Se tra qualche mese, cercando un oggetto su Amazon, troverete dei biglietti A/R per lo spazio non stupitevi.

A proporveli ci penserà Jeff Bezos, inventore di Amazon, che da qualche anno ha fondato la società spaziale Blue Origin. L’obiettivo? Aprire la strada al turismo spaziale low-cost.

Accessibile a tutti con qualche migliaio di euro, l’azienda vi trasporterà oltre i confini dell’atmosfera grazie ad un futuristico razzo spaziale in grado di ritornare sul pianeta autonomamente ed in totale sicurezza. Il primo viaggio con turisti a bordo avverrà entro il 2020.

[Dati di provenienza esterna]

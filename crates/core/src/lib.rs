//! kubedeck core types: errors, composite workload records and name derivation.

#![forbid(unsafe_code)]

use chrono::{DateTime, Utc};
use serde::{Deserialize, Serialize};

/// Errors surfaced by every kubedeck operation.
///
/// Transport layers map these onto status codes; nothing below them does.
#[derive(Debug, Clone, PartialEq, Eq, thiserror::Error, Serialize, Deserialize)]
pub enum DeckError {
    #[error("validation: {0}")]
    Validation(String),
    #[error("not_found: {0}")]
    NotFound(String),
    #[error("conflict: {0}")]
    Conflict(String),
    #[error("upstream: {0}")]
    Upstream(String),
}

pub type DeckResult<T> = Result<T, DeckError>;

impl DeckError {
    pub fn validation(msg: impl Into<String>) -> Self { DeckError::Validation(msg.into()) }
    pub fn not_found(msg: impl Into<String>) -> Self { DeckError::NotFound(msg.into()) }

    /// Wrap an opaque failure (store, I/O) as an upstream error, keeping its context chain.
    pub fn upstream(e: impl std::fmt::Display) -> Self { DeckError::Upstream(format!("{:#}", e)) }

    /// Short machine-friendly kind, used as a metrics label.
    pub fn kind(&self) -> &'static str {
        match self {
            DeckError::Validation(_) => "validation",
            DeckError::NotFound(_) => "not_found",
            DeckError::Conflict(_) => "conflict",
            DeckError::Upstream(_) => "upstream",
        }
    }
}

/// How a composite workload is reachable.
#[derive(Debug, Clone, Copy, Serialize, Deserialize, PartialEq, Eq, Hash)]
pub enum ExposureType {
    /// Service only, cluster-internal address.
    #[serde(rename = "ClusterIP")]
    ClusterLocal,
    /// Service exposed on every node's port.
    #[serde(rename = "NodePort")]
    NodeExposed,
    /// Cluster-internal service fronted by a route (ingress).
    #[serde(rename = "Ingress")]
    RouteExposed,
}

impl ExposureType {
    pub fn as_str(&self) -> &'static str {
        match self {
            ExposureType::ClusterLocal => "ClusterIP",
            ExposureType::NodeExposed => "NodePort",
            ExposureType::RouteExposed => "Ingress",
        }
    }

    /// Service type backing this exposure. Route termination happens at the route,
    /// so a route-exposed workload still gets a cluster-local service.
    pub fn service_type(&self) -> &'static str {
        match self {
            ExposureType::NodeExposed => "NodePort",
            ExposureType::ClusterLocal | ExposureType::RouteExposed => "ClusterIP",
        }
    }

    pub fn has_route(&self) -> bool { matches!(self, ExposureType::RouteExposed) }
}

impl std::fmt::Display for ExposureType {
    fn fmt(&self, f: &mut std::fmt::Formatter<'_>) -> std::fmt::Result { f.write_str(self.as_str()) }
}

impl std::str::FromStr for ExposureType {
    type Err = DeckError;

    fn from_str(s: &str) -> Result<Self, Self::Err> {
        match s {
            "ClusterIP" => Ok(ExposureType::ClusterLocal),
            "NodePort" => Ok(ExposureType::NodeExposed),
            "Ingress" => Ok(ExposureType::RouteExposed),
            other => Err(DeckError::validation(format!("unknown exposure type: {} (expect ClusterIP, NodePort or Ingress)", other))),
        }
    }
}

/// Last create step a composite workload reached. Stored with the record so a
/// partially created workload can be told apart from a complete one.
#[derive(Debug, Clone, Copy, Serialize, Deserialize, PartialEq, Eq, PartialOrd, Ord, Hash)]
pub enum CompositeStage {
    Persisted,
    WorkloadCreated,
    ServiceCreated,
    RouteCreated,
    Completed,
}

impl CompositeStage {
    pub fn as_str(&self) -> &'static str {
        match self {
            CompositeStage::Persisted => "Persisted",
            CompositeStage::WorkloadCreated => "WorkloadCreated",
            CompositeStage::ServiceCreated => "ServiceCreated",
            CompositeStage::RouteCreated => "RouteCreated",
            CompositeStage::Completed => "Completed",
        }
    }
}

impl std::fmt::Display for CompositeStage {
    fn fmt(&self, f: &mut std::fmt::Formatter<'_>) -> std::fmt::Result { f.write_str(self.as_str()) }
}

impl std::str::FromStr for CompositeStage {
    type Err = DeckError;

    fn from_str(s: &str) -> Result<Self, Self::Err> {
        match s {
            "Persisted" => Ok(CompositeStage::Persisted),
            "WorkloadCreated" => Ok(CompositeStage::WorkloadCreated),
            "ServiceCreated" => Ok(CompositeStage::ServiceCreated),
            "RouteCreated" => Ok(CompositeStage::RouteCreated),
            "Completed" => Ok(CompositeStage::Completed),
            other => Err(DeckError::validation(format!("unknown composite stage: {}", other))),
        }
    }
}

/// Names of the cluster resources that make up one composite workload.
#[derive(Debug, Clone, PartialEq, Eq, Serialize, Deserialize)]
pub struct DerivedNames {
    pub workload: String,
    pub service: String,
    /// Empty unless the workload is route-exposed.
    pub route: String,
}

pub const SERVICE_SUFFIX: &str = "-svc";
pub const ROUTE_SUFFIX: &str = "-ing";

/// Derive dependent resource names from the workload name. Pure and deterministic.
pub fn derive_names(name: &str, exposure: ExposureType) -> DerivedNames {
    DerivedNames {
        workload: name.to_string(),
        service: format!("{}{}", name, SERVICE_SUFFIX),
        route: if exposure.has_route() { format!("{}{}", name, ROUTE_SUFFIX) } else { String::new() },
    }
}

/// Persistent tracking record for a composite workload.
#[derive(Debug, Clone, PartialEq, Eq, Serialize, Deserialize)]
#[serde(rename_all = "camelCase")]
pub struct CompositeWorkloadRecord {
    /// Assigned by the store on insert; 0 before that.
    pub id: i64,
    pub name: String,
    pub namespace: String,
    pub replica_count: i32,
    pub workload_resource_name: String,
    pub service_resource_name: String,
    pub route_resource_name: String,
    pub exposure_type: ExposureType,
    pub stage: CompositeStage,
    pub created_at: DateTime<Utc>,
}

impl CompositeWorkloadRecord {
    /// New, not yet persisted record with names derived from `name`.
    pub fn new(name: &str, namespace: &str, replica_count: i32, exposure: ExposureType) -> Self {
        let names = derive_names(name, exposure);
        Self {
            id: 0,
            name: name.to_string(),
            namespace: namespace.to_string(),
            replica_count,
            workload_resource_name: names.workload,
            service_resource_name: names.service,
            route_resource_name: names.route,
            exposure_type: exposure,
            stage: CompositeStage::Persisted,
            created_at: Utc::now(),
        }
    }

    pub fn has_route(&self) -> bool { !self.route_resource_name.is_empty() }
}

/// Number of objects of one kind in a namespace.
#[derive(Debug, Clone, PartialEq, Eq, Serialize, Deserialize)]
pub struct NamespaceCount {
    pub namespace: String,
    pub count: usize,
}

#[cfg(test)]
mod tests {
    use super::*;

    #[test]
    fn derivation_is_deterministic() {
        let a = derive_names("shop", ExposureType::RouteExposed);
        let b = derive_names("shop", ExposureType::RouteExposed);
        assert_eq!(a, b);
        assert_eq!(a.workload, "shop");
        assert_eq!(a.service, "shop-svc");
        assert_eq!(a.route, "shop-ing");
    }

    #[test]
    fn no_route_name_without_route_exposure() {
        assert_eq!(derive_names("shop", ExposureType::ClusterLocal).route, "");
        assert_eq!(derive_names("shop", ExposureType::NodeExposed).route, "");
        assert_eq!(derive_names("shop", ExposureType::NodeExposed).service, "shop-svc");
    }

    #[test]
    fn route_exposure_uses_cluster_local_service() {
        assert_eq!(ExposureType::RouteExposed.service_type(), "ClusterIP");
        assert_eq!(ExposureType::NodeExposed.service_type(), "NodePort");
        assert_eq!(ExposureType::ClusterLocal.service_type(), "ClusterIP");
    }

    #[test]
    fn exposure_wire_names_round_trip_through_str() {
        for e in [ExposureType::ClusterLocal, ExposureType::NodeExposed, ExposureType::RouteExposed] {
            assert_eq!(e.as_str().parse::<ExposureType>().unwrap(), e);
        }
        assert!(matches!("LoadBalancer".parse::<ExposureType>(), Err(DeckError::Validation(_))));
        let v: ExposureType = serde_json::from_str("\"Ingress\"").unwrap();
        assert_eq!(v, ExposureType::RouteExposed);
    }

    #[test]
    fn record_new_fills_derived_names() {
        let r = CompositeWorkloadRecord::new("api", "prod", 3, ExposureType::RouteExposed);
        assert_eq!(r.id, 0);
        assert_eq!(r.service_resource_name, "api-svc");
        assert_eq!(r.route_resource_name, "api-ing");
        assert_eq!(r.stage, CompositeStage::Persisted);
        assert!(r.has_route());
    }

    #[test]
    fn stages_are_ordered() {
        assert!(CompositeStage::Persisted < CompositeStage::WorkloadCreated);
        assert!(CompositeStage::RouteCreated < CompositeStage::Completed);
        assert_eq!("ServiceCreated".parse::<CompositeStage>().unwrap(), CompositeStage::ServiceCreated);
    }
}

Per il momento la società ha eseguito 4 voli di prova, tutti conclusi con gran successo, lanciando la capsula passeggeri ad oltre 100 km d’altezza.

Ma l’impresa di Jeff Bezos, non è l’unica nel suo genere. Ad arrivare primi in questa sfida ci stanno pensando anche Elon Musk inventore di PayPal e Tesla Motors, con la sua azienda SpaceX, e Richard Branson patron di Virgin, con la (quasi) omonima Virgin Galatic.

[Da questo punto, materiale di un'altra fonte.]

//! Which resource kinds kubedeck serves and how each one is scoped.

use std::fmt::Debug;

use deck_core::{DeckError, DeckResult};
use deck_select::Cell;
use k8s_openapi::api::apps::v1::{DaemonSet, Deployment, StatefulSet};
use k8s_openapi::api::core::v1::{ConfigMap, Namespace, Node, PersistentVolume, PersistentVolumeClaim, Pod, Secret, Service};
use k8s_openapi::api::networking::v1::Ingress;
use kube::{Api, Client, Resource};
use serde::{de::DeserializeOwned, Serialize};

/// A listable kind with a known scope.
pub trait KindApi:
    Resource<DynamicType = ()> + Cell + Clone + DeserializeOwned + Serialize + Debug + Send + Sync + 'static
{
    const NAMESPACED: bool;

    /// Api handle for listing. Namespaced kinds span all namespaces when `namespace` is empty.
    fn list_api(client: Client, namespace: Option<&str>) -> Api<Self>;

    /// Api handle for a single object. Namespaced kinds require a namespace.
    fn object_api(client: Client, namespace: Option<&str>) -> DeckResult<Api<Self>>;

    fn kind_name() -> String { Self::kind(&()).to_string() }
}

/// Kinds with a scale subresource.
pub trait Scalable: KindApi {}

/// Kinds whose pod template can be rolled by touching an annotation.
pub trait Restartable: KindApi {}

pub(crate) fn non_empty(namespace: Option<&str>) -> Option<&str> { namespace.filter(|ns| !ns.is_empty()) }

macro_rules! namespaced_kind {
    ($($kind:ty),+ $(,)?) => {
        $(
            impl KindApi for $kind {
                const NAMESPACED: bool = true;

                fn list_api(client: Client, namespace: Option<&str>) -> Api<Self> {
                    match non_empty(namespace) {
                        Some(ns) => Api::namespaced(client, ns),
                        None => Api::all(client),
                    }
                }

                fn object_api(client: Client, namespace: Option<&str>) -> DeckResult<Api<Self>> {
                    match non_empty(namespace) {
                        Some(ns) => Ok(Api::namespaced(client, ns)),
                        None => Err(DeckError::validation(format!("namespace is required for {}", Self::kind_name()))),
                    }
                }
            }
        )+
    };
}

macro_rules! cluster_kind {
    ($($kind:ty),+ $(,)?) => {
        $(
            impl KindApi for $kind {
                const NAMESPACED: bool = false;

                fn list_api(client: Client, _namespace: Option<&str>) -> Api<Self> { Api::all(client) }

                fn object_api(client: Client, _namespace: Option<&str>) -> DeckResult<Api<Self>> { Ok(Api::all(client)) }
            }
        )+
    };
}

namespaced_kind!(Deployment, StatefulSet, DaemonSet, Pod, Service, Ingress, PersistentVolumeClaim, ConfigMap, Secret);
cluster_kind!(PersistentVolume, Namespace, Node);

impl Scalable for Deployment {}
impl Scalable for StatefulSet {}

impl Restartable for Deployment {}
impl Restartable for StatefulSet {}
impl Restartable for DaemonSet {}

Ma perché tanto interesse verso il turismo spaziale?

I moventi sono tanto banali quanto ambiziosi: crisi, soldi, successo!

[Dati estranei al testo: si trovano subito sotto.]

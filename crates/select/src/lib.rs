//! kubedeck selection: name filter, recency sort and page window over any resource kind.
//!
//! Every listable kind implements [`Cell`]; [`select`] then runs the same pipeline
//! for all of them: filter, then sort, then paginate. The match total is taken
//! after filtering and before paging.

#![forbid(unsafe_code)]

mod cells;

use chrono::{DateTime, Utc};
use deck_core::{DeckError, DeckResult};
use serde::{Deserialize, Serialize};
use tracing::debug;

pub use cells::Cell;

/// Validated selection parameters. Construction fails fast on a non-positive
/// page size or page number, so the engine never sees one.
#[derive(Debug, Clone, PartialEq, Eq, Serialize, Deserialize)]
#[serde(try_from = "RawSelectionQuery")]
pub struct SelectionQuery {
    name: String,
    page_size: usize,
    page: usize,
}

impl SelectionQuery {
    pub fn new(name: impl Into<String>, page_size: i64, page: i64) -> DeckResult<Self> {
        if page_size < 1 {
            return Err(DeckError::validation(format!("page size must be > 0 (got {})", page_size)));
        }
        if page < 1 {
            return Err(DeckError::validation(format!("page number must be >= 1 (got {})", page)));
        }
        Ok(Self { name: name.into(), page_size: page_size as usize, page: page as usize })
    }

    pub fn name(&self) -> &str { &self.name }
    pub fn page_size(&self) -> usize { self.page_size }
    pub fn page(&self) -> usize { self.page }

    /// Zero-based `[start, end)` of the requested page, before clamping to a list length.
    pub fn window(&self) -> (usize, usize) {
        let start = self.page_size.saturating_mul(self.page.saturating_sub(1));
        let end = self.page_size.saturating_mul(self.page);
        (start, end)
    }
}

// Wire form; decoding goes through `SelectionQuery::new`.
#[derive(Deserialize)]
struct RawSelectionQuery {
    #[serde(default)]
    name: String,
    page_size: i64,
    page: i64,
}

impl TryFrom<RawSelectionQuery> for SelectionQuery {
    type Error = DeckError;

    fn try_from(raw: RawSelectionQuery) -> DeckResult<Self> { Self::new(raw.name, raw.page_size, raw.page) }
}

/// Windowed, ordered result plus the number of items that matched the filter.
#[derive(Debug, Clone, PartialEq, Serialize, Deserialize)]
pub struct Selection<T> {
    pub items: Vec<T>,
    pub total: usize,
}

/// Keep cells whose name contains `needle` (case-sensitive). An empty needle keeps all.
pub fn filter<T: Cell>(items: Vec<T>, needle: &str) -> Vec<T> {
    if needle.is_empty() {
        return items;
    }
    items.into_iter().filter(|c| c.name().contains(needle)).collect()
}

/// Most recently created first. Stable: equal timestamps keep their input order.
pub fn sort<T: Cell>(mut items: Vec<T>) -> Vec<T> {
    items.sort_by(|a, b| b.created().cmp(&a.created()));
    items
}

/// Cut the page window out of `items`. A window past the end is empty, not an error.
pub fn paginate<T>(items: Vec<T>, query: &SelectionQuery) -> Vec<T> {
    let (start, end) = query.window();
    let end = end.min(items.len());
    if start >= end {
        return Vec::new();
    }
    items.into_iter().skip(start).take(end - start).collect()
}

/// Filter, sort and paginate, in that order.
pub fn select<T: Cell>(items: Vec<T>, query: &SelectionQuery) -> Selection<T> {
    let listed = items.len();
    let filtered = filter(items, query.name());
    let total = filtered.len();
    let page = paginate(sort(filtered), query);
    metrics::histogram!("select_total_matched", total as f64);
    debug!(listed, total, returned = page.len(), page = query.page(), size = query.page_size(), "select");
    Selection { items: page, total }
}

/// Fallback creation time for objects the server has not stamped; sorts last.
pub fn unset_creation() -> DateTime<Utc> { DateTime::<Utc>::MIN_UTC }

Normalmente le aziende spaziali spendono milioni di dollari e migliaia di ore di lavoro per la costruzione di un nuovo razzo spaziale che, alla fine di ogni lancio, finisce inevitabilmente per distruggersi nel rientro sulla Terra. Letteralmente “soldi bruciati”.

Questo spreco di risorse fa lievitare così tanto i costi di ogni missione che, a causa degli esigui finanziamenti statali per la ricerca spaziale, tutte le aziende spaziali governative (come la NASA o l’ESA) non sono più in grado di essere competitive sul mercato aerospaziale. Ecco quindi che lo sviluppo di razzi riutilizzabili è diventato il passaggio inevitabile per far ripartire la corsa allo Spazio che abbiamo conosciuto nei primi del Novecento.

Secondo Bezos, il razzo progettato per Blue Origin e ribattezzato New Shepard, sarà in grado di essere rilanciato in totale sicurezza almeno 50 volte con costi minimi per la ristrutturazione se confrontati agli investimenti necessari per costruire un nuovo vettore.

Se tutto andrà come previsto, il primo lancio sperimentale con equipaggio a bordo avverrà già il prossimo anno.